A Universidade de São Paulo (USP) manteve sua posição entre as principais instituições de ensino superior do mundo nas edições de 2026 do Ranking Acadêmico de Universidades do Mundo (ARWU), conhecido como Ranking de Xangai, e do Ranking de Desempenho de Artigos Científicos da Universidade Nacional de Taiwan (NTU).
No ARWU, divulgado em 15 de agosto, a USP ficou em primeiro lugar no Brasil e entre as 150 melhores do mundo. O ranking avalia mais de 2.500 universidades anualmente, com base em indicadores objetivos de pesquisa, como número de prêmios Nobel e Medalhas Fields, pesquisadores altamente citados, artigos publicados em Nature e Science, e publicações indexadas em bases científicas.
Nesta edição, a USP se destacou pelo alto volume de publicações indexadas (indicador PUB), ocupando a 30ª posição mundial nesse quesito e ficando no quartil superior entre instituições de porte semelhante.
No ranking da NTU, divulgado em 20 de julho, a USP subiu uma posição em relação a 2025, ficando em 55º lugar global. A metodologia prioriza excelência em pesquisa (40%), impacto (35%) e produtividade (25%), analisando citações e artigos em periódicos científicos de prestígio.
Na área de Ciências Agrárias, a USP alcançou o 14º lugar mundial, reforçando sua força científica e o impacto de seus trabalhos em inovação e sustentabilidade no setor agrícola brasileiro.
O reitor da USP, Aluisio Augusto Cotrim Segurado, afirmou: “Os resultados dessas avaliações reforçam a importância da produção acadêmica, pois o conhecimento gerado se traduz em ciência de maior qualidade e na formulação de políticas públicas voltadas às necessidades da sociedade e do país”. Ele também destacou que os rankings são ferramentas importantes para acompanhar tendências e identificar oportunidades de melhoria, mas não capturam a complexidade de uma universidade pública.
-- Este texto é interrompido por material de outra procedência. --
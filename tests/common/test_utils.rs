use caption_qa::{
    Result,
    caption::CaptionGenerator,
    config::Config,
    qa::{AnswerExtractor, QuestionSet},
    server::{self, handlers::AppState},
    session::SessionStore,
    shell::Shell,
};
use axum::Router;
use image::{DynamicImage, ImageFormat, Rgb, RgbImage, Rgba, RgbaImage};
use std::{io::Cursor, sync::Arc, time::Duration};
use tempfile::TempDir;
use tokio::fs;

pub const PASTA_CAPTION: &str = "a plate of pasta with tomato sauce";

pub const TEST_UPLOAD_LIMIT: usize = 1024 * 1024;

pub const BOUNDARY: &str = "caption-qa-test-boundary";

/// Create a test configuration with sensible defaults
pub fn create_test_config() -> Config {
    let mut config = Config::default();
    config.server.host = "127.0.0.1".to_string();
    config.server.logs.level = "debug".to_string();
    config.inference.timeout_secs = 5;
    config
}

/// Create a temporary directory for test files
pub fn create_temp_dir() -> TempDir {
    tempfile::tempdir().expect("Failed to create temp directory")
}

/// Create a test config YAML file
pub async fn create_test_config_file(dir: &TempDir, content: &str) -> Result<String> {
    let config_path = dir.path().join("config.yaml");
    fs::write(&config_path, content).await?;
    Ok(config_path.to_string_lossy().to_string())
}

pub fn default_questions() -> QuestionSet {
    QuestionSet::new(caption_qa::config::default_questions())
}

pub fn create_test_shell(
    captioner: Arc<dyn CaptionGenerator>,
    extractor: Arc<dyn AnswerExtractor>,
) -> Shell {
    Shell::with_components(captioner, extractor, default_questions(), Duration::from_secs(5))
}

pub fn create_test_app(
    captioner: Arc<dyn CaptionGenerator>,
    extractor: Arc<dyn AnswerExtractor>,
) -> Router {
    let state = AppState {
        shell: Arc::new(create_test_shell(captioner, extractor)),
        sessions: Arc::new(SessionStore::new(Duration::from_secs(60))),
        max_upload_bytes: TEST_UPLOAD_LIMIT,
    };
    server::router(state)
}

pub fn png_bytes(width: u32, height: u32) -> Vec<u8> {
    let image = RgbaImage::from_fn(width, height, |x, y| {
        Rgba([(x * 10) as u8, (y * 10) as u8, 128, if x % 2 == 0 { 255 } else { 0 }])
    });
    encode(DynamicImage::ImageRgba8(image), ImageFormat::Png)
}

pub fn jpeg_bytes(width: u32, height: u32) -> Vec<u8> {
    let image = RgbImage::from_pixel(width, height, Rgb([200, 60, 40]));
    encode(DynamicImage::ImageRgb8(image), ImageFormat::Jpeg)
}

pub fn encode(image: DynamicImage, format: ImageFormat) -> Vec<u8> {
    let mut buf = Vec::new();
    image
        .write_to(&mut Cursor::new(&mut buf), format)
        .expect("Failed to encode test image");
    buf
}

/// Builds a multipart/form-data body with a single file field.
pub fn multipart_body(field: &str, file_name: &str, content_type: &str, bytes: &[u8]) -> Vec<u8> {
    let mut body = Vec::new();
    body.extend_from_slice(format!("--{BOUNDARY}\r\n").as_bytes());
    body.extend_from_slice(
        format!(
            "Content-Disposition: form-data; name=\"{field}\"; filename=\"{file_name}\"\r\n"
        )
        .as_bytes(),
    );
    body.extend_from_slice(format!("Content-Type: {content_type}\r\n\r\n").as_bytes());
    body.extend_from_slice(bytes);
    body.extend_from_slice(format!("\r\n--{BOUNDARY}--\r\n").as_bytes());
    body
}

pub fn multipart_content_type() -> String {
    format!("multipart/form-data; boundary={BOUNDARY}")
}

/// Sample configuration YAML for testing
pub const SAMPLE_CONFIG_YAML: &str = r#"
server:
  host: "127.0.0.1"
  port: 9090
  max_upload_bytes: 2097152
  session_ttl_secs: 600
  logs:
    level: "debug"

registry:
  token_env: "CAPTION_QA_TEST_TOKEN"
  cache_dir: "/tmp/caption-qa-models"

caption:
  model_id: "Salesforce/blip-image-captioning-large"
  variant: "large"
  max_new_tokens: 30

qa:
  model_id: "deepset/roberta-base-squad2"
  max_answer_len: 10
  min_score: 0.05

inference:
  timeout_secs: 30

questions:
  - "What are the ingredients?"
  - "What are the cooking actions?"
  - "What is on the plate?"
"#;

/// Minimal configuration relying on defaults
pub const MINIMAL_CONFIG_YAML: &str = r#"
server:
  port: 8081
"#;

/// Invalid configuration YAML for testing error cases
pub const INVALID_CONFIG_YAML: &str = r#"
server:
  host: "127.0.0.1"
  port: "not-a-number"
"#;
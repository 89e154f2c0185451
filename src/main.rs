use anyhow::Result;
use caption_qa::{config, server};
use tracing::info;

/// Validates that a log level string is valid
fn validate_log_level(level: &str) -> Result<()> {
    level
        .parse::<tracing_subscriber::filter::LevelFilter>()
        .map_err(|_| {
            anyhow::anyhow!(
                "Invalid log level: '{}'. Valid levels: error, warn, info, debug, trace",
                level
            )
        })?;
    Ok(())
}

#[tokio::main]
async fn main() -> Result<()> {
    // Load configuration first (before logging setup)
    let config = match config::load().await {
        Ok(config) => config,
        Err(e) => {
            eprintln!("Failed to load configuration: {}", e);
            std::process::exit(1);
        }
    };

    // Environment variable overrides config
    let log_level = std::env::var("RUST_LOG").unwrap_or_else(|_| config.server.logs.level.clone());

    if let Err(e) = validate_log_level(&log_level) {
        eprintln!("{}", e);
        std::process::exit(1);
    }

    let filter = tracing_subscriber::EnvFilter::try_from_default_env()
        .or_else(|_| tracing_subscriber::EnvFilter::try_new(&log_level))?;
    tracing_subscriber::fmt().with_env_filter(filter).json().init();

    info!("Starting caption-qa server with log level: {}", log_level);
    info!(
        "Configuration loaded: caption model {}, QA model {}, {} questions",
        config.caption.model_id,
        config.qa.model_id,
        config.questions.len()
    );

    server::run(config).await?;

    Ok(())
}
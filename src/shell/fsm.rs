use crate::{
    Error, Result,
    caption::Caption,
    ingest::Bitmap,
    qa::{Answer, Question},
};
use serde::Serialize;
use tracing::{debug, info, warn};

// Shell states
#[derive(Debug, Clone, Copy, PartialEq, Eq, Serialize)]
#[serde(rename_all = "snake_case")]
pub enum ShellState {
    Idle,
    ImageLoaded,
    CaptionReady,
    AnswerDisplayed,
}

// Shell events
#[derive(Debug, Clone, Copy, PartialEq, Eq)]
pub enum ShellEvent {
    Reset,
    ImageDecoded,
    CaptionGenerated,
    AnswerExtracted,
    AnswerDismissed,
}

/// A question together with the answer that was shown for it.
#[derive(Debug, Clone, PartialEq, Serialize)]
pub struct QaExchange {
    pub question: Question,
    pub answer: Answer,
}

// Shell context (per-session data)
#[derive(Debug, Clone, Default)]
pub struct ShellContext {
    pub bitmap: Option<Bitmap>,
    pub caption: Option<Caption>,
    pub last_exchange: Option<QaExchange>,
    pub last_error: Option<Error>,
}

impl ShellContext {
    pub fn clear(&mut self) {
        *self = Self::default();
    }

    pub fn set_error(&mut self, error: Error) {
        self.last_error = Some(error);
    }

    pub fn clear_error(&mut self) {
        self.last_error = None;
    }
}

pub struct ShellStateMachine {
    state: ShellState,
    pub context: ShellContext,
}

impl Default for ShellStateMachine {
    fn default() -> Self {
        Self::new()
    }
}

impl ShellStateMachine {
    pub fn new() -> Self {
        Self {
            state: ShellState::Idle,
            context: ShellContext::default(),
        }
    }

    pub fn current_state(&self) -> ShellState {
        self.state
    }

    pub fn transition(&mut self, event: ShellEvent) -> Result<()> {
        let old_state = self.state;
        debug!("FSM processing event {:?} in state {:?}", event, old_state);

        let new_state = match (self.state, event) {
            (_, ShellEvent::Reset) => ShellState::Idle,
            (ShellState::Idle, ShellEvent::ImageDecoded) => ShellState::ImageLoaded,
            (ShellState::ImageLoaded, ShellEvent::CaptionGenerated) => ShellState::CaptionReady,
            (ShellState::CaptionReady, ShellEvent::AnswerExtracted) => ShellState::AnswerDisplayed,
            (ShellState::AnswerDisplayed, ShellEvent::AnswerDismissed) => ShellState::CaptionReady,
            _ => {
                warn!(
                    "Invalid FSM transition from {:?} with event {:?}",
                    self.state, event
                );
                return Err(Error::InvalidTransition {
                    current: format!("{:?}", self.state),
                    requested: format!("{:?}", event),
                });
            }
        };

        if old_state != new_state {
            info!(
                "FSM state transition: {:?} -> {:?} (event: {:?})",
                old_state, new_state, event
            );
        }

        self.state = new_state;
        Ok(())
    }

    /// Drops everything derived from the previous upload and returns to `Idle`.
    pub fn reset(&mut self) {
        // Reset is valid from every state
        let _ = self.transition(ShellEvent::Reset);
        self.context.clear();
    }

    pub fn accepts_questions(&self) -> bool {
        matches!(
            self.state,
            ShellState::CaptionReady | ShellState::AnswerDisplayed
        )
    }

    pub fn caption(&self) -> Option<&Caption> {
        self.context.caption.as_ref()
    }

    pub fn get_last_error(&self) -> Option<&Error> {
        self.context.last_error.as_ref()
    }
}
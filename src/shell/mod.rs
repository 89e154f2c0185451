pub mod fsm;

pub use fsm::{QaExchange, ShellContext, ShellEvent, ShellState, ShellStateMachine};

use crate::{
    Error, Result,
    caption::{BlipCaptioner, Caption, CaptionGenerator},
    config::{Config, RegistryToken},
    ingest::{self, UploadedImage},
    qa::{AnswerExtractor, QuestionSet, RobertaQa},
    registry::{HubRegistry, ModelSource},
};
use serde::Serialize;
use std::{future::Future, sync::Arc, time::Duration};
use tracing::{debug, error, info};

/// Render-ready snapshot of one session.
#[derive(Debug, Clone, Serialize)]
pub struct ShellView {
    pub state: ShellState,
    pub caption: Option<Caption>,
    pub has_image: bool,
    pub questions: QuestionSet,
    pub last_exchange: Option<QaExchange>,
    pub last_error: Option<String>,
}

/// Orchestrates ingestion, captioning and answering for sessions.
///
/// Holds no per-session data itself; every operation works on the state
/// machine it is handed.
pub struct Shell {
    captioner: Arc<dyn CaptionGenerator>,
    extractor: Arc<dyn AnswerExtractor>,
    questions: QuestionSet,
    timeout: Duration,
}

impl Shell {
    pub fn new(config: &Config, token: Option<RegistryToken>) -> Self {
        let source: Arc<dyn ModelSource> = Arc::new(HubRegistry::new(&config.registry, token));
        let captioner = Arc::new(BlipCaptioner::new(&config.caption, source.clone()));
        let extractor = Arc::new(RobertaQa::new(&config.qa, source));

        info!(
            "Shell initialized with caption model {}, QA model {}, {} questions",
            config.caption.model_id,
            config.qa.model_id,
            config.questions.len()
        );

        Self::with_components(
            captioner,
            extractor,
            QuestionSet::new(&config.questions),
            Duration::from_secs(config.inference.timeout_secs),
        )
    }

    pub fn with_components(
        captioner: Arc<dyn CaptionGenerator>,
        extractor: Arc<dyn AnswerExtractor>,
        questions: QuestionSet,
        timeout: Duration,
    ) -> Self {
        Self {
            captioner,
            extractor,
            questions,
            timeout,
        }
    }

    pub fn questions(&self) -> &QuestionSet {
        &self.questions
    }

    /// Replaces whatever the session held with a new image and its caption.
    pub async fn upload(
        &self,
        fsm: &mut ShellStateMachine,
        upload: UploadedImage,
    ) -> Result<Caption> {
        fsm.reset();

        let bitmap = match ingest::ingest(&upload) {
            Ok(bitmap) => bitmap,
            Err(e) => {
                debug!("Upload rejected: {}", e);
                fsm.context.set_error(e.clone());
                return Err(e);
            }
        };

        fsm.transition(ShellEvent::ImageDecoded)?;
        fsm.context.bitmap = Some(bitmap.clone());

        let caption = match self.bounded(self.captioner.caption(&bitmap)).await {
            Ok(caption) => caption,
            Err(e) => {
                error!("Caption generation failed: {}", e);
                fsm.context.set_error(e.clone());
                return Err(e);
            }
        };

        info!("Caption generated: {}", caption);
        fsm.transition(ShellEvent::CaptionGenerated)?;
        fsm.context.caption = Some(caption.clone());
        Ok(caption)
    }

    /// Answers the question at `index` against the session's caption.
    pub async fn ask(&self, fsm: &mut ShellStateMachine, index: usize) -> Result<QaExchange> {
        let question = self.questions.get(index)?.clone();

        if fsm.current_state() == ShellState::AnswerDisplayed {
            fsm.transition(ShellEvent::AnswerDismissed)?;
        }

        let Some(caption) = fsm.caption().cloned() else {
            return Err(Error::InvalidTransition {
                current: format!("{:?}", fsm.current_state()),
                requested: format!("{:?}", ShellEvent::AnswerExtracted),
            });
        };

        let answer = match self
            .bounded(self.extractor.answer(&question, &caption))
            .await
        {
            Ok(answer) => answer,
            Err(e) => {
                error!("Answer extraction failed for question {}: {}", index, e);
                fsm.context.set_error(e.clone());
                return Err(e);
            }
        };

        debug!(
            "Question {} answered with {:?} (score {:.4})",
            index, answer.text, answer.score
        );
        fsm.transition(ShellEvent::AnswerExtracted)?;
        fsm.context.clear_error();

        let exchange = QaExchange { question, answer };
        fsm.context.last_exchange = Some(exchange.clone());
        Ok(exchange)
    }

    pub fn view(&self, fsm: &ShellStateMachine) -> ShellView {
        ShellView {
            state: fsm.current_state(),
            caption: fsm.caption().cloned(),
            has_image: fsm.context.bitmap.is_some(),
            questions: self.questions.clone(),
            last_exchange: fsm.context.last_exchange.clone(),
            last_error: fsm.get_last_error().map(|e| e.to_string()),
        }
    }

    async fn bounded<T>(&self, call: impl Future<Output = Result<T>>) -> Result<T> {
        tokio::time::timeout(self.timeout, call)
            .await
            .map_err(|_| Error::Timeout {
                seconds: self.timeout.as_secs(),
            })?
    }
}
use thiserror::Error;

pub type Result<T> = std::result::Result<T, Error>;

#[derive(Error, Debug)]
pub enum Error {
    #[error("Configuration error: {0}")]
    Config(String),

    #[error("Could not decode image: {0}")]
    Decode(String),

    #[error("Unsupported media type: {0} (expected image/jpeg or image/png)")]
    UnsupportedMediaType(String),

    #[error("Upload exceeds the {limit_bytes} byte limit")]
    UploadTooLarge { limit_bytes: usize },

    #[error("Model '{model_id}' is unavailable: {message}")]
    ModelUnavailable { model_id: String, message: String },

    #[error("Inference error: {0}")]
    Inference(String),

    #[error("Model call timed out after {seconds}s")]
    Timeout { seconds: u64 },

    #[error("YAML error: {0}")]
    Yaml(#[from] serde_yaml::Error),

    #[error("IO error: {0}")]
    Io(#[from] std::io::Error),

    #[error("Address parse error: {0}")]
    AddrParse(#[from] std::net::AddrParseError),

    #[error("Invalid state transition: {current} -> {requested}")]
    InvalidTransition { current: String, requested: String },

    #[error("Question not found: {index}")]
    QuestionNotFound { index: usize },

    #[error("Session not found: {session_id}")]
    SessionNotFound { session_id: String },

    #[error("Internal error: {0}")]
    Internal(String),
}

impl Clone for Error {
    fn clone(&self) -> Self {
        match self {
            Self::Config(s) => Self::Config(s.clone()),
            Self::Decode(s) => Self::Decode(s.clone()),
            Self::UnsupportedMediaType(s) => Self::UnsupportedMediaType(s.clone()),
            Self::UploadTooLarge { limit_bytes } => Self::UploadTooLarge {
                limit_bytes: *limit_bytes,
            },
            Self::ModelUnavailable { model_id, message } => Self::ModelUnavailable {
                model_id: model_id.clone(),
                message: message.clone(),
            },
            Self::Inference(s) => Self::Inference(s.clone()),
            Self::Timeout { seconds } => Self::Timeout { seconds: *seconds },
            Self::InvalidTransition { current, requested } => Self::InvalidTransition {
                current: current.clone(),
                requested: requested.clone(),
            },
            Self::QuestionNotFound { index } => Self::QuestionNotFound { index: *index },
            Self::SessionNotFound { session_id } => Self::SessionNotFound {
                session_id: session_id.clone(),
            },
            Self::Internal(s) => Self::Internal(s.clone()),
            // For errors that can't be cloned, convert to string representation
            Self::Yaml(e) => Self::Internal(format!("YAML error: {}", e)),
            Self::Io(e) => Self::Internal(format!("IO error: {}", e)),
            Self::AddrParse(e) => Self::Internal(format!("Address parse error: {}", e)),
        }
    }
}

impl Error {
    pub fn config(msg: impl Into<String>) -> Self {
        Self::Config(msg.into())
    }

    pub fn decode(msg: impl Into<String>) -> Self {
        Self::Decode(msg.into())
    }

    pub fn model_unavailable(model_id: impl Into<String>, msg: impl ToString) -> Self {
        Self::ModelUnavailable {
            model_id: model_id.into(),
            message: msg.to_string(),
        }
    }

    pub fn inference(msg: impl ToString) -> Self {
        Self::Inference(msg.to_string())
    }

    pub fn internal(msg: impl Into<String>) -> Self {
        Self::Internal(msg.into())
    }

    /// Short machine-readable name, rendered next to the message in API errors.
    pub fn kind(&self) -> &'static str {
        match self {
            Self::Config(_) => "config",
            Self::Decode(_) | Self::UnsupportedMediaType(_) => "decode_error",
            Self::UploadTooLarge { .. } => "upload_too_large",
            Self::ModelUnavailable { .. } => "model_unavailable",
            Self::Inference(_) => "inference_error",
            Self::Timeout { .. } => "timeout",
            Self::InvalidTransition { .. } => "invalid_transition",
            Self::QuestionNotFound { .. } => "question_not_found",
            Self::SessionNotFound { .. } => "session_not_found",
            Self::Yaml(_)
            | Self::Io(_)
            | Self::AddrParse(_)
            | Self::Internal(_) => "internal",
        }
    }
}
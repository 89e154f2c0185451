mod types;

pub use types::*;

use crate::{Error, Result};
use std::{collections::HashSet, env, path::Path};
use tracing::{debug, info, warn};

const DEFAULT_CONFIG_PATH: &str = "config.yaml";

pub async fn load() -> Result<Config> {
    let explicit = env::var("CONFIG_PATH").ok();
    let config_path = explicit
        .clone()
        .unwrap_or_else(|| DEFAULT_CONFIG_PATH.to_string());

    // Only the implicit default path may be absent
    if explicit.is_none() && !Path::new(&config_path).exists() {
        info!("No {} found, using built-in configuration", config_path);
        let config = Config::default();
        config.validate()?;
        return Ok(config);
    }

    load_from(&config_path).await
}

pub async fn load_from(config_path: &str) -> Result<Config> {
    debug!("Loading configuration from: {}", config_path);

    let config_str = tokio::fs::read_to_string(config_path).await?;
    let config: Config = serde_yaml::from_str(&config_str)?;
    config.validate()?;

    Ok(config)
}

impl Config {
    pub fn validate(&self) -> Result<()> {
        if self.server.port == 0 {
            return Err(Error::config("server.port must be non-zero"));
        }
        if self.inference.timeout_secs == 0 {
            return Err(Error::config("inference.timeout_secs must be non-zero"));
        }
        if self.qa.max_answer_len == 0 {
            return Err(Error::config("qa.max_answer_len must be non-zero"));
        }
        if !(0.0..=1.0).contains(&self.qa.min_score) {
            return Err(Error::config("qa.min_score must be within [0, 1]"));
        }
        if self.questions.is_empty() {
            return Err(Error::config("at least one question is required"));
        }

        let mut seen = HashSet::new();
        for question in &self.questions {
            let trimmed = question.trim();
            if trimmed.is_empty() {
                return Err(Error::config("questions must not be blank"));
            }
            if !seen.insert(trimmed) {
                return Err(Error::config(format!("duplicate question: {trimmed}")));
            }
        }

        Ok(())
    }
}

impl RegistryConfig {
    /// Reads the hub token from the configured secret file or environment variable.
    ///
    /// The file wins when both are present. A missing token is not an error:
    /// public models resolve anonymously.
    pub async fn resolve_token(&self) -> Result<Option<RegistryToken>> {
        self.resolve_token_with(|name| env::var(name).ok()).await
    }

    pub async fn resolve_token_with<F>(&self, lookup: F) -> Result<Option<RegistryToken>>
    where
        F: Fn(&str) -> Option<String>,
    {
        if let Some(ref path) = self.token_file {
            let raw = tokio::fs::read_to_string(path).await.map_err(|e| {
                Error::config(format!(
                    "failed to read registry token file {}: {}",
                    path.display(),
                    e
                ))
            })?;
            debug!("Registry token read from file");
            return Ok(RegistryToken::new(raw));
        }

        match lookup(&self.token_env).and_then(RegistryToken::new) {
            Some(token) => {
                debug!("Registry token read from ${}", self.token_env);
                Ok(Some(token))
            }
            None => {
                warn!(
                    "No registry token in ${}, resolving models anonymously",
                    self.token_env
                );
                Ok(None)
            }
        }
    }
}
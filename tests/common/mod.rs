#![allow(dead_code)]

mod mocks;
mod test_utils;

pub use mocks::*;
pub use test_utils::*;
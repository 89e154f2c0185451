use crate::{
    Error,
    qa::Question,
    shell::{QaExchange, ShellView},
};
use axum::{Json, http::StatusCode};
use chrono::{DateTime, Utc};
use serde::Serialize;

#[derive(Debug, Serialize)]
pub struct SessionResponse {
    pub session_id: String,
    pub created_at: DateTime<Utc>,
    #[serde(flatten)]
    pub view: ShellView,
}

#[derive(Debug, Serialize)]
pub struct AnswerResponse {
    pub session_id: String,
    pub question: Question,
    pub answer: String,
    pub score: f32,
    pub found: bool,
}

impl AnswerResponse {
    pub fn new(session_id: String, exchange: QaExchange) -> Self {
        let found = !exchange.answer.is_empty();
        Self {
            session_id,
            question: exchange.question,
            answer: exchange.answer.text,
            score: exchange.answer.score,
            found,
        }
    }
}

#[derive(Debug, Serialize)]
pub struct QuestionsResponse {
    pub questions: Vec<Question>,
}

#[derive(Debug, Serialize)]
pub struct HealthResponse {
    pub status: &'static str,
}

#[derive(Debug, Serialize)]
pub struct ErrorResponse {
    pub error: String,
    pub kind: &'static str,
}

pub type ApiError = (StatusCode, Json<ErrorResponse>);

pub fn status_for(error: &Error) -> StatusCode {
    match error {
        Error::Decode(_) => StatusCode::UNPROCESSABLE_ENTITY,
        Error::UnsupportedMediaType(_) => StatusCode::UNSUPPORTED_MEDIA_TYPE,
        Error::UploadTooLarge { .. } => StatusCode::PAYLOAD_TOO_LARGE,
        Error::ModelUnavailable { .. } => StatusCode::SERVICE_UNAVAILABLE,
        Error::Timeout { .. } => StatusCode::GATEWAY_TIMEOUT,
        Error::SessionNotFound { .. } | Error::QuestionNotFound { .. } => StatusCode::NOT_FOUND,
        Error::InvalidTransition { .. } => StatusCode::CONFLICT,
        _ => StatusCode::INTERNAL_SERVER_ERROR,
    }
}

impl From<Error> for ErrorResponse {
    fn from(error: Error) -> Self {
        Self {
            kind: error.kind(),
            error: error.to_string(),
        }
    }
}

pub fn api_error(error: Error) -> ApiError {
    (status_for(&error), Json(error.into()))
}

#[cfg(test)]
mod tests {
    use super::*;

    #[test]
    fn test_status_per_error_class() {
        let cases = [
            (Error::decode("bad bytes"), StatusCode::UNPROCESSABLE_ENTITY),
            (
                Error::UnsupportedMediaType("image/gif".to_string()),
                StatusCode::UNSUPPORTED_MEDIA_TYPE,
            ),
            (
                Error::UploadTooLarge { limit_bytes: 1024 },
                StatusCode::PAYLOAD_TOO_LARGE,
            ),
            (
                Error::model_unavailable("deepset/roberta-base-squad2", "offline"),
                StatusCode::SERVICE_UNAVAILABLE,
            ),
            (Error::inference("nan"), StatusCode::INTERNAL_SERVER_ERROR),
            (Error::Timeout { seconds: 120 }, StatusCode::GATEWAY_TIMEOUT),
            (Error::QuestionNotFound { index: 9 }, StatusCode::NOT_FOUND),
            (Error::internal("boom"), StatusCode::INTERNAL_SERVER_ERROR),
        ];

        for (error, status) in cases {
            assert_eq!(status_for(&error), status, "{error}");
        }
    }

    #[test]
    fn test_error_response_carries_kind() {
        let response = ErrorResponse::from(Error::UploadTooLarge { limit_bytes: 10 });
        assert_eq!(response.kind, "upload_too_large");
        assert_eq!(response.error, "Upload exceeds the 10 byte limit");
    }
}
Renata Eloah Ferretti-Rebustini, coordenadora do Escritório de Gestão de Indicadores de Desempenho Acadêmico (Egida), explicou que é preciso analisar os indicadores além do resultado geral. “Nesta edição do ARWU, por exemplo, embora a USP esteja na faixa 101–150, ela se destaca no indicador de publicações, ocupando a 30ª posição, o que evidencia uma das forças da Universidade”, disse. Ela ressaltou que o monitoramento contínuo dos indicadores contribui para o planejamento e a tomada de decisões na gestão universitária.